A clean version was initially uploaded to Google Play, followed by a couple of harmless updates. But a few updates in, the app began stealing logins and passwords from VK accounts. Moreover, the victims most likely knew nothing about it, and their accounts were surreptitiously used to promote VK groups.

When the updated version of the player was unmasked and deleted from the store, its creators immediately uploaded a new one (actually, several). In 2015, no fewer than seven different builds of the malicious program were removed from Google Play. And a few more in 2016. Over a two-month period in 2017, our analysts counted 85 such apps on Google Play, one of which had been downloaded more than a million times. In addition, fake versions of Telegram by the same authors appeared in the store — these apps did not steal passwords, but they added the victim to groups and chats of interest to the cybercriminals.

Malicious army on Google Play

Alas, 85 copies of one malicious app is not where the story ends. In 2016, experts found no less than 400 games and other programs on Google Play furnished with the DressCode Trojan.

Once on a victim’s device, the malware establishes a connection with the command-and-control server and then “falls asleep.” Later, cybercriminals can use such infected sleeper gadgets for DDoS attacks, to inflate ad-banner clicks, or to infiltrate the local networks to which the gadgets are connected, such as a home network or a company’s infrastructure.

In fairness, Google Play moderators cannot really be blamed for the oversight; DressCode is quite difficult to spot — its code is so small that it gets lost in that of the media app.
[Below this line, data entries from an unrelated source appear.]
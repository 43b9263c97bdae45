//! Implementation of the `cake build` command.
//!
//! Resolves each script's configuration and variant, starts the scripts in
//! one engine and waits for every script and build step they led to.

use std::path::PathBuf;
use std::time::Instant;

use anyhow::{Context, Result, anyhow, bail};
use serde::Serialize;
use tracing::debug;

use cake_lib::engine::EngineConfig;
use cake_lib::script::Script;
use cake_lib::variant::parse_keywords;

use super::{ConfigArgs, DEFAULT_SCRIPT, resolve_configuration, start_engine};
use crate::output::{OutputFormat, format_duration, print_error, print_info, print_json, print_stat, print_success};

pub struct BuildOptions {
  pub scripts: Vec<String>,
  pub keywords: Vec<String>,
  pub config: ConfigArgs,
  pub jobs: Option<usize>,
  pub force: bool,
}

#[derive(Serialize)]
struct ScriptOutcome {
  script: PathBuf,
  variant: String,
  error: Option<String>,
}

/// Execute the build command.
///
/// Prints one line per script and a summary. Fails if any script or any
/// build step it declared failed.
pub fn cmd_build(opts: BuildOptions, format: OutputFormat) -> Result<()> {
  let keywords = parse_keywords(opts.keywords.iter().map(String::as_str)).map_err(|e| anyhow!(e))?;

  let defaults = EngineConfig::default();
  let config = EngineConfig {
    parallelism: opts.jobs.unwrap_or(defaults.parallelism),
    config_script_name: opts.config.config_name.clone(),
    force: opts.force,
    ..defaults
  };
  let (rt, engine) = start_engine(config)?;

  let names = if opts.scripts.is_empty() {
    vec![DEFAULT_SCRIPT.to_string()]
  } else {
    opts.scripts
  };

  let start = Instant::now();
  let mut started: Vec<Script> = Vec::new();
  for name in &names {
    let path = dunce::canonicalize(name).with_context(|| format!("script not found: {}", name))?;
    let configuration = resolve_configuration(&engine, &path, &opts.config)?;
    let variant = configuration.find_variant(&keywords, None)?;
    debug!(script = %path.display(), config = %configuration.path().display(), variant = %variant, "starting script");
    started.push(configuration.execute(&path, &variant)?);
  }

  // Scripts started by other scripts are waited for too; the ones named on
  // the command line are reported first, in order.
  let mut finished = rt.block_on(engine.wait_all());
  finished.sort_by_key(|(script, _)| started.iter().position(|s| s == script).unwrap_or(usize::MAX));
  let outcomes: Vec<ScriptOutcome> = finished
    .into_iter()
    .map(|(script, result)| ScriptOutcome {
      script: script.path().to_path_buf(),
      variant: script.variant().to_string(),
      error: result.err().map(|e| e.to_string()),
    })
    .collect();
  let elapsed = start.elapsed();
  let failed = outcomes.iter().filter(|o| o.error.is_some()).count();

  if format.is_json() {
    print_json(&outcomes)?;
  } else {
    for outcome in &outcomes {
      let line = format!("{} [{}]", outcome.script.display(), outcome.variant);
      match &outcome.error {
        None => print_success(&line),
        Some(err) => print_error(&format!("{}: {}", line, err)),
      }
    }
    println!();
    print_stat("Scripts", &outcomes.len().to_string());
    print_stat("Failed", &failed.to_string());
    print_stat("Time", &format_duration(elapsed));
  }

  if failed > 0 {
    bail!("{} of {} script(s) failed", failed, outcomes.len());
  }
  if !format.is_json() {
    print_info("Build complete");
  }
  Ok(())
}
Besides, significantly more infected programs were detected on third-party sites than on Google Play — in total, the researchers found approximately 3,000 games, skins, and smartphone cleaning apps containing the DressCode Trojan. Yet 400 is still an awful lot.

How not to pick up malware on Google Play

As you can see, the mere fact that an app made it into the official Android store does not mean that it is safe — sometimes malware does get in. To avoid an infection, be wary of all programs, including those on Google Play, and observe several rules of digital hygiene.

  • Do not download apps to your smartphone straight away. Read user reviews of the app — they can contain valuable information about its behavior. Look for information about the developer; perhaps its past creations were removed from the store, or it is linked to some dubious stories.
  • Read user reviews with caution. Keep in mind that some shady developers may flood their pages with positive reviews, so look for reviews of a decent length (not simply “Great app!” after “Great app!”) that use natural-seeming language and have a legitimate feel.
  • Make it a rule to rid your Android smartphone or tablet of unnecessary programs once every few months. The fewer apps on the device, the easier it is to monitor and control them.
  • Use a reliable security solution — this will protect you from threats the Google Play moderators miss.

So, is it fact or fiction that there are no malicious apps on Google Play?

Fiction. Malware does occasionally infiltrate Google Play. The risk of picking up an infection in the official Android store is much lower than on third-party sites, but it still exists.